Would you retype each of the records exactly as shown?

-------- Data under study --------

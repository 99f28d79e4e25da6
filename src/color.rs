// 该文件是 Agriscan （田间扫描） 项目的一部分。
// src/color.rs - 类别颜色分配与颜色空间转换
//
// 本文件根据 Apache 许可证第 2.0 版（以下简称“许可证”）授权使用；
// 除非遵守该许可证条款，否则您不得使用本文件。
// 您可通过以下网址获取许可证副本：
// http://www.apache.org/licenses/LICENSE-2.0
// 除非适用法律要求或书面同意，根据本许可协议分发的软件均按“原样”提供，
// 不附带任何形式的明示或暗示的保证或条件。
// 有关许可权限与限制的具体条款，请参阅本许可协议。
//
// Copyright (C) 2026 Johann Li <me@qinka.pro>, Wareless Group

use image::Rgb;

use crate::detection::ClassKey;

/// 20 种参考颜色（与常见 YOLO 可视化一致）
pub const PALETTE_HEX: [&str; 20] = [
  "FF3838", "FF9D97", "FF701F", "FFB21D", "CFD231", "48F90A", "92CC17", "3DDB86", "1A9334",
  "00D4BB", "2C99A8", "00C2FF", "344593", "6473FF", "0018EC", "8438FF", "520085", "CB38FF",
  "FF95C8", "FF37C7",
];

const WHITE: Rgb<u8> = Rgb([255, 255, 255]);

const FNV_OFFSET_BASIS: u64 = 0xcbf2_9ce4_8422_2325;
const FNV_PRIME: u64 = 0x0000_0100_0000_01b3;

/// 十六进制颜色转 RGB，格式不合法时返回白色
pub fn hex_to_rgb(value: &str) -> Rgb<u8> {
  let value = value.trim().trim_start_matches('#');
  if value.len() != 6 || !value.is_ascii() {
    return WHITE;
  }

  let channel = |range: std::ops::Range<usize>| u8::from_str_radix(&value[range], 16).ok();
  match (channel(0..2), channel(2..4), channel(4..6)) {
    (Some(r), Some(g), Some(b)) => Rgb([r, g, b]),
    _ => WHITE,
  }
}

/// 64 位 FNV-1a，用于字符串类别的稳定取色
pub fn fnv1a(bytes: &[u8]) -> u64 {
  bytes.iter().fold(FNV_OFFSET_BASIS, |hash, byte| {
    (hash ^ u64::from(*byte)).wrapping_mul(FNV_PRIME)
  })
}

/// 类别在调色板中的位置
pub fn palette_index(key: &ClassKey) -> usize {
  let len = PALETTE_HEX.len();
  match key {
    ClassKey::Index(id) => id.rem_euclid(len as i64) as usize,
    ClassKey::Name(name) => (fnv1a(name.as_bytes()) % len as u64) as usize,
  }
}

/// 类别对应的 RGB 颜色
pub fn class_color(key: &ClassKey) -> Rgb<u8> {
  hex_to_rgb(PALETTE_HEX[palette_index(key)])
}

/// RGB 转 HSV，三个分量均映射到 0-255
pub fn rgb_to_hsv(Rgb([r, g, b]): Rgb<u8>) -> [u8; 3] {
  let max = r.max(g).max(b);
  let min = r.min(g).min(b);
  if max == min {
    return [0, 0, max];
  }

  let (r, g, b) = (r as f32, g as f32, b as f32);
  let (maxf, minf) = (max as f32, min as f32);
  let chroma = maxf - minf;
  let s = chroma / maxf;

  let rc = (maxf - r) / chroma;
  let gc = (maxf - g) / chroma;
  let bc = (maxf - b) / chroma;
  let h = if r == maxf {
    bc - gc
  } else if g == maxf {
    2.0 + rc - bc
  } else {
    4.0 + gc - rc
  };
  // 取模在双精度下完成，结果存回单精度
  let h = ((h as f64 / 6.0 + 1.0) % 1.0) as f32;

  [
    (h as f64 * 255.0).clamp(0.0, 255.0) as u8,
    (s as f64 * 255.0).clamp(0.0, 255.0) as u8,
    max,
  ]
}

#[cfg(test)]
mod tests {
  use super::*;

  #[test]
  fn hex_parsing() {
    assert_eq!(hex_to_rgb("FF3838"), Rgb([255, 56, 56]));
    assert_eq!(hex_to_rgb("#00c2ff"), Rgb([0, 194, 255]));
    assert_eq!(hex_to_rgb("FFF"), WHITE);
    assert_eq!(hex_to_rgb("GG0000"), WHITE);
    assert_eq!(hex_to_rgb("ÿÿÿ"), WHITE);
  }

  #[test]
  fn integer_indices_wrap_around_palette() {
    for i in 0..20 {
      assert_eq!(
        class_color(&ClassKey::Index(i)),
        class_color(&ClassKey::Index(i + 20))
      );
      assert_eq!(
        class_color(&ClassKey::Index(i)),
        class_color(&ClassKey::Index(i + 400))
      );
    }
    assert_eq!(palette_index(&ClassKey::Index(-1)), 19);
    assert_eq!(class_color(&ClassKey::Index(0)), Rgb([255, 56, 56]));
  }

  #[test]
  fn string_colors_are_stable() {
    let key = ClassKey::Name("corn".to_string());
    let first = class_color(&key);
    for _ in 0..10 {
      assert_eq!(class_color(&key), first);
    }
    // FNV-1a 参考值
    assert_eq!(fnv1a(b""), FNV_OFFSET_BASIS);
    assert_eq!(fnv1a(b"a"), 0xaf63_dc4c_8601_ec8c);
  }

  #[test]
  fn hsv_matches_reference_values() {
    assert_eq!(rgb_to_hsv(Rgb([0, 0, 0])), [0, 0, 0]);
    assert_eq!(rgb_to_hsv(Rgb([200, 200, 200])), [0, 0, 200]);
    assert_eq!(rgb_to_hsv(Rgb([255, 0, 0])), [0, 255, 255]);
    // 纯绿：h = 1/3
    assert_eq!(rgb_to_hsv(Rgb([0, 255, 0])), [85, 255, 255]);
    // 纯蓝：h = 2/3
    assert_eq!(rgb_to_hsv(Rgb([0, 0, 255])), [170, 255, 255]);
    // 黄：h = 1/6
    assert_eq!(rgb_to_hsv(Rgb([255, 255, 0])), [42, 255, 255]);
  }
}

--------

:: Task answer ::
repository 99f28d79e4e25da6
filename src/color.rs
// 该文件是 Agriscan （田间扫描） 项目的一部分。
// src/color.rs - 类别颜色分配与颜色空间转换
//
// 本文件根据 Apache 许可证第 2.0 版（以下简称“许可证”）授权使用；
// 除非遵守该许可证条款，否则您不得使用本文件。
// 您可通过以下网址获取许可证副本：
// http://www.apache.org/licenses/LICENSE-2.0
// 除非适用法律要求或书面同意，根据本许可协议分发的软件均按“原样”提供，
// 不附带任何形式的明示或暗示的保证或条件。
// 有关许可权限与限制的具体条款，请参阅本许可协议。
//
// Copyright (C) 2026 Johann Li <me@qinka.pro>, Wareless Group

use image::Rgb;

use crate::detection::ClassKey;

/// 20 种参考颜色（与常见 YOLO 可视化一致）
pub const PALETTE_HEX: [&str; 20] = [
  "FF3838", "FF9D97", "FF701F", "FFB21D", "CFD231", "48F90A", "92CC17", "3DDB86", "1A9334",
  "00D4BB", "2C99A8", "00C2FF", "344593", "6473FF", "0018EC", "8438FF", "520085", "CB38FF",
  "FF95C8", "FF37C7",
];

const WHITE: Rgb<u8> = Rgb([255, 255, 255]);

const FNV_OFFSET_BASIS: u64 = 0xcbf2_9ce4_8422_2325;
const FNV_PRIME: u64 = 0x0000_0100_0000_01b3;

/// 十六进制颜色转 RGB，格式不合法时返回白色
pub fn hex_to_rgb(value: &str) -> Rgb<u8> {
  let value = value.trim().trim_start_matches('#');
  if value.len() != 6 || !value.is_ascii() {
    return WHITE;
  }

  let channel = |range: std::ops::Range<usize>| u8::from_str_radix(&value[range], 16).ok();
  match (channel(0..2), channel(2..4), channel(4..6)) {
    (Some(r), Some(g), Some(b)) => Rgb([r, g, b]),
    _ => WHITE,
  }
}

/// 64 位 FNV-1a，用于字符串类别的稳定取色
pub fn fnv1a(bytes: &[u8]) -> u64 {
  bytes.iter().fold(FNV_OFFSET_BASIS, |hash, byte| {
    (hash ^ u64::from(*byte)).wrapping_mul(FNV_PRIME)
  })
}

/// 类别在调色板中的位置
pub fn palette_index(key: &ClassKey) -> usize {
  let len = PALETTE_HEX.len();
  match key {
    ClassKey::Index(id) => id.rem_euclid(len as i64) as usize,
    ClassKey::Name(name) => (fnv1a(name.as_bytes()) % len as u64) as usize,
  }
}

/// 类别对应的 RGB 颜色
pub fn class_color(key: &ClassKey) -> Rgb<u8> {
  hex_to_rgb(PALETTE_HEX[palette_index(key)])
}

/// RGB 转 HSV，三个分量均映射到 0-255
pub fn rgb_to_hsv(Rgb([r, g, b]): Rgb<u8>) -> [u8; 3] {
  let max = r.max(g).max(b);
  let min = r.min(g).min(b);
  if max == min {
    return [0, 0, max];
  }

  let (r, g, b) = (r as f32, g as f32, b as f32);
  let (maxf, minf) = (max as f32, min as f32);
  let chroma = maxf - minf;
  let s = chroma / maxf;

  let rc = (maxf - r) / chroma;
  let gc = (maxf - g) / chroma;
  let bc = (maxf - b) / chroma;
  let h = if r == maxf {
    bc - gc
  } else if g == maxf {
    2.0 + rc - bc
  } else {
    4.0 + gc - rc
  };
  // 取模在双精度下完成，结果存回单精度
  let h = ((h as f64 / 6.0 + 1.0) % 1.0) as f32;

  [
    (h as f64 * 255.0).clamp(0.0, 255.0) as u8,
    (s as f64 * 255.0).clamp(0.0, 255.0) as u8,
    max,
  ]
}

#[cfg(test)]
mod tests {
  use super::*;

  #[test]
  fn hex_parsing() {
    assert_eq!(hex_to_rgb("FF3838"), Rgb([255, 56, 56]));
    assert_eq!(hex_to_rgb("#00c2ff"), Rgb([0, 194, 255]));
    assert_eq!(hex_to_rgb("FFF"), WHITE);
    assert_eq!(hex_to_rgb("GG0000"), WHITE);
    assert_eq!(hex_to_rgb("ÿÿÿ"), WHITE);
  }

  #[test]
  fn integer_indices_wrap_around_palette() {
    for i in 0..20 {
      assert_eq!(
        class_color(&ClassKey::Index(i)),
        class_color(&ClassKey::Index(i + 20))
      );
      assert_eq!(
        class_color(&ClassKey::Index(i)),
        class_color(&ClassKey::Index(i + 400))
      );
    }
    assert_eq!(palette_index(&ClassKey::Index(-1)), 19);
    assert_eq!(class_color(&ClassKey::Index(0)), Rgb([255, 56, 56]));
  }

  #[test]
  fn string_colors_are_stable() {
    let key = ClassKey::Name("corn".to_string());
    let first = class_color(&key);
    for _ in 0..10 {
      assert_eq!(class_color(&key), first);
    }
    // FNV-1a 参考值
    assert_eq!(fnv1a(b""), FNV_OFFSET_BASIS);
    assert_eq!(fnv1a(b"a"), 0xaf63_dc4c_8601_ec8c);
  }

  #[test]
  fn hsv_matches_reference_values() {
    assert_eq!(rgb_to_hsv(Rgb([0, 0, 0])), [0, 0, 0]);
    assert_eq!(rgb_to_hsv(Rgb([200, 200, 200])), [0, 0, 200]);
    assert_eq!(rgb_to_hsv(Rgb([255, 0, 0])), [0, 255, 255]);
    // 纯绿：h = 1/3
    assert_eq!(rgb_to_hsv(Rgb([0, 255, 0])), [85, 255, 255]);
    // 纯蓝：h = 2/3
    assert_eq!(rgb_to_hsv(Rgb([0, 0, 255])), [170, 255, 255]);
    // 黄：h = 1/6
    assert_eq!(rgb_to_hsv(Rgb([255, 255, 0])), [42, 255, 255]);
  }
}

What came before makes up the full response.